Only one of the greatest songwriters of all time. In 1965 the charismatic but notoriously difficult Memphis-born Lee joined forces with Byrds roadie Bryan MacLean and formed the band Love in Los Angeles. Sometimes the best band names are the easiest ones, right? The folksy rockers released their debut album the following year but it was 1967’s outstanding ‘Forever Changes’ that really set them apart. Though it didn’t quite get the rabid recognition it deserved until a few years later, it’s now considered one of the best records of all time; a sumptuous, psychedelic wonderland that influenced everyone from The Libertines to Tame Impala. We ranked it at a pretty decent 37 in NME’s 500 Greatest Albums of All Time in 2013. And it wasn’t just us, in 2002, Lee visited the House Of Commons in London, after British Members Of Parliament voted ‘Forever Changes’ the greatest album of all time and Love “the world’s greatest rock band” in a motion proposed by Labour backbencher Peter Bradley MP. So it’s official, then. Legally binding, in fact.
Calling himself “the first black hippie”, Lee’s role heading up a multi-racial rock band only a few years after the end of segregation in the US was a powerful, pivotal thing. So was his cross-genre sound. “I wanted to put so-called symphony orchestrated riffs in with hard rock, blues, funky, spunky boogies. I don’t have any favourite types of music. I think I’m capable of doing just about everything I’ve heard. I want to blend all of those things I’ve heard,” he said.
Yet it wasn’t all plain sailing; Lee’s heroin addiction was a major factor in the band’s destruction and when they should have been at the height of their powers, the group collapsed. A 1972 NME interview with Lee explained things further, with the journalist Danny Holloway writing: “Arthur was supposedly a pain in the ass to his record companies, too. Always demanding money and blowing it, and returning for more.”

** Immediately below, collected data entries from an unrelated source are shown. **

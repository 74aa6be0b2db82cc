use serde_json::Value;
use std::borrow::Cow;
use std::collections::HashMap;
use std::fmt;

/// Known non-HTTP invocation sources.
#[derive(Debug, Clone, Copy, PartialEq, Eq, Hash)]
pub enum EventKind {
    ApiGatewayV1,
    ApiGatewayV2,
    ObjectStorage,
    Notification,
    Queue,
    Authorizer,
    Stream,
}

impl EventKind {
    pub fn as_str(&self) -> &'static str {
        match self {
            EventKind::ApiGatewayV1 => "api-gateway-v1",
            EventKind::ApiGatewayV2 => "api-gateway-v2",
            EventKind::ObjectStorage => "object-storage",
            EventKind::Notification => "notification",
            EventKind::Queue => "queue",
            EventKind::Authorizer => "authorizer",
            EventKind::Stream => "stream",
        }
    }
}

impl fmt::Display for EventKind {
    fn fmt(&self, f: &mut fmt::Formatter<'_>) -> fmt::Result {
        f.write_str(self.as_str())
    }
}

/// What the classifier made of an invocation payload.
#[derive(Debug, Clone, Copy, PartialEq, Eq)]
pub enum Classification {
    /// The payload has the shape of an API Gateway proxy request (v1 or v2).
    HttpGateway,
    /// The declared handler input is one of the known event types.
    TypedEvent(EventKind),
    /// Neither of the above. The payload is passed through untouched.
    Unclassified,
}

/// Generic wrappers that are looked through to find the actual event type,
/// e.g. `LambdaEvent<S3Event>` is treated as `S3Event`.
const WRAPPER_TYPES: [&str; 3] = ["CanonicalMessage", "Message", "LambdaEvent"];

/// The declared input or output type of a handler, identified by name.
#[derive(Debug, Clone, Default, PartialEq, Eq)]
pub struct TypeDescriptor {
    name: Option<Cow<'static, str>>,
}

impl TypeDescriptor {
    /// Describes `T` by its compiler-provided type name.
    pub fn of<T: ?Sized>() -> Self {
        Self::named(std::any::type_name::<T>())
    }

    pub fn named(name: impl Into<Cow<'static, str>>) -> Self {
        Self { name: Some(name.into()) }
    }

    /// A handler with no declared type, e.g. one that takes raw bytes.
    pub fn unknown() -> Self {
        Self { name: None }
    }

    pub fn name(&self) -> Option<&str> {
        self.name.as_deref()
    }

    /// The last path segment of the type name with generic arguments removed,
    /// e.g. `aws_lambda_events::event::s3::S3Event` -> `S3Event`.
    pub fn simple_name(&self) -> Option<&str> {
        self.name.as_deref().map(simple_name)
    }
}

fn simple_name(full: &str) -> &str {
    let full = full.trim().trim_start_matches('&');
    let (base, generic) = match full.find('<') {
        Some(idx) => (&full[..idx], full[idx + 1..].strip_suffix('>')),
        None => (full, None),
    };
    let base = base.rsplit(|c: char| c == ':' || c == '.').next().unwrap_or(base);

    match generic {
        Some(inner) if WRAPPER_TYPES.contains(&base) => simple_name(inner),
        _ => base,
    }
}

/// Decides which invocation source a payload came from.
///
/// The structural check for API Gateway payloads is fixed. The typed-event check is a
/// lookup of the declared input type name in a table, so new event types can be added
/// with [EventTypeClassifier::register] without touching the matching code.
#[derive(Debug, Clone)]
pub struct EventTypeClassifier {
    registry: HashMap<Cow<'static, str>, EventKind>,
}

impl Default for EventTypeClassifier {
    /// Pre-populated with the `aws_lambda_events` type names.
    fn default() -> Self {
        Self::empty()
            .register("ApiGatewayProxyRequest", EventKind::ApiGatewayV1)
            .register("ApiGatewayV2httpRequest", EventKind::ApiGatewayV2)
            .register("S3Event", EventKind::ObjectStorage)
            .register("SnsEvent", EventKind::Notification)
            .register("SqsEvent", EventKind::Queue)
            .register("ApiGatewayCustomAuthorizerRequest", EventKind::Authorizer)
            .register("KinesisEvent", EventKind::Stream)
    }
}

impl EventTypeClassifier {
    /// A classifier that knows no typed events. Only the API Gateway shape is detected.
    pub fn empty() -> Self {
        Self {
            registry: HashMap::new(),
        }
    }

    /// Adds a type name to the typed-event table. The name is matched against
    /// [TypeDescriptor::simple_name], so pass it without the module path.
    pub fn register(mut self, name: impl Into<Cow<'static, str>>, kind: EventKind) -> Self {
        self.registry.insert(name.into(), kind);
        self
    }

    /// Returns the event kind the declared type is registered as, if any.
    pub fn kind_of(&self, declared: &TypeDescriptor) -> Option<EventKind> {
        declared
            .simple_name()
            .and_then(|name| self.registry.get(name))
            .copied()
    }

    /// An object with `httpMethod` (v1), or with both `routeKey` and `version` (v2).
    pub fn is_gateway_shape(decoded: &Value) -> bool {
        match decoded.as_object() {
            Some(map) => {
                map.contains_key("httpMethod") || (map.contains_key("routeKey") && map.contains_key("version"))
            }
            None => false,
        }
    }

    /// Never fails. Anything that is not recognized is `Unclassified`.
    pub fn classify(&self, decoded: &Value, declared: &TypeDescriptor) -> Classification {
        if Self::is_gateway_shape(decoded) {
            return Classification::HttpGateway;
        }

        match self.kind_of(declared) {
            Some(kind) => Classification::TypedEvent(kind),
            None => Classification::Unclassified,
        }
    }
}
use hyper::{Method, StatusCode};
use std::error::Error as StdError;
use thiserror::Error;

pub type BoxError = Box<dyn StdError + Send + Sync + 'static>;

/// A failure on the dispatch path. The dispatcher converts it into a status code and
/// an error message on the response, it never reaches the caller of `service`.
#[derive(Debug, Error)]
pub enum DispatchError {
    /// The handler layer decided the caller may not do this.
    #[error("{0}")]
    AccessDenied(String),

    /// The handler looked for something that does not exist.
    #[error("{0}")]
    NotFound(String),

    /// No route matches the method and path, including paths with extra segments.
    #[error("No handler for {method} {path}")]
    NoRoute { method: Method, path: String },

    /// The invocation could not be turned into a request, e.g. a gateway event without a method.
    /// Only raised before dispatch. The dispatcher reports it as a handler failure if a handler returns it.
    #[error("{0}")]
    BadRequest(String),

    /// Anything else raised by the handler.
    #[error("{message}")]
    Failed {
        message: String,
        #[source]
        source: Option<BoxError>,
    },
}

impl DispatchError {
    pub fn access_denied(message: impl Into<String>) -> Self {
        Self::AccessDenied(message.into())
    }

    pub fn not_found(message: impl Into<String>) -> Self {
        Self::NotFound(message.into())
    }

    pub fn bad_request(message: impl Into<String>) -> Self {
        Self::BadRequest(message.into())
    }

    pub fn failed(message: impl Into<String>) -> Self {
        Self::Failed {
            message: message.into(),
            source: None,
        }
    }

    /// Wraps an arbitrary error as a handler failure, keeping its message verbatim.
    pub fn from_error<E: StdError + Send + Sync + 'static>(error: E) -> Self {
        Self::Failed {
            message: error.to_string(),
            source: Some(Box::new(error)),
        }
    }

    /// The HTTP status the failure is reported with.
    pub fn status(&self) -> StatusCode {
        match self {
            DispatchError::AccessDenied(_) => StatusCode::FORBIDDEN,
            DispatchError::NotFound(_) | DispatchError::NoRoute { .. } => StatusCode::NOT_FOUND,
            DispatchError::BadRequest(_) => StatusCode::BAD_REQUEST,
            DispatchError::Failed { .. } => StatusCode::INTERNAL_SERVER_ERROR,
        }
    }
}

impl From<serde_json::Error> for DispatchError {
    fn from(e: serde_json::Error) -> Self {
        Self::from_error(e)
    }
}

Lee remained the only original member of the band and Love went on to release further albums of varying quality, but all of them shot through with personality, soul and spirit, showcasing the dark underbelly of the hippy dream. Following his solo debut he cobbled together another version of the band to release the final Love album, ‘Reel To Real’, in 1974 which featured another version of ‘Everybody’s Gotta Live’.
Lee essentially checked out of the late 1970s and 1980s, but returned to music in 1992 with a new solo album and a slot supporting Liverpool indie heroes Shack, who idolised the singer and took him on tour across Europe. However, Lee’s revival hit another problem when, in 1995, he was imprisoned for six years for firearms offences.
On his release in 2001 he was a man reborn; while inside he’d found god and came out of jail with a new purpose. Touring as Love with Arthur Lee he played prestigious venues like the Royal Albert Hall to rave reviews and, in 2004, won NME’s Living Legend gong at the NME Awards.
After cancelling his 2005 tour with no explanation, Lee died the following year at age 61, revealing a private diagnosis of leukaemia. But thanks to Miller’s heartfelt cover, Lee’s music is still reaching out to new generations. That’s the power of Love.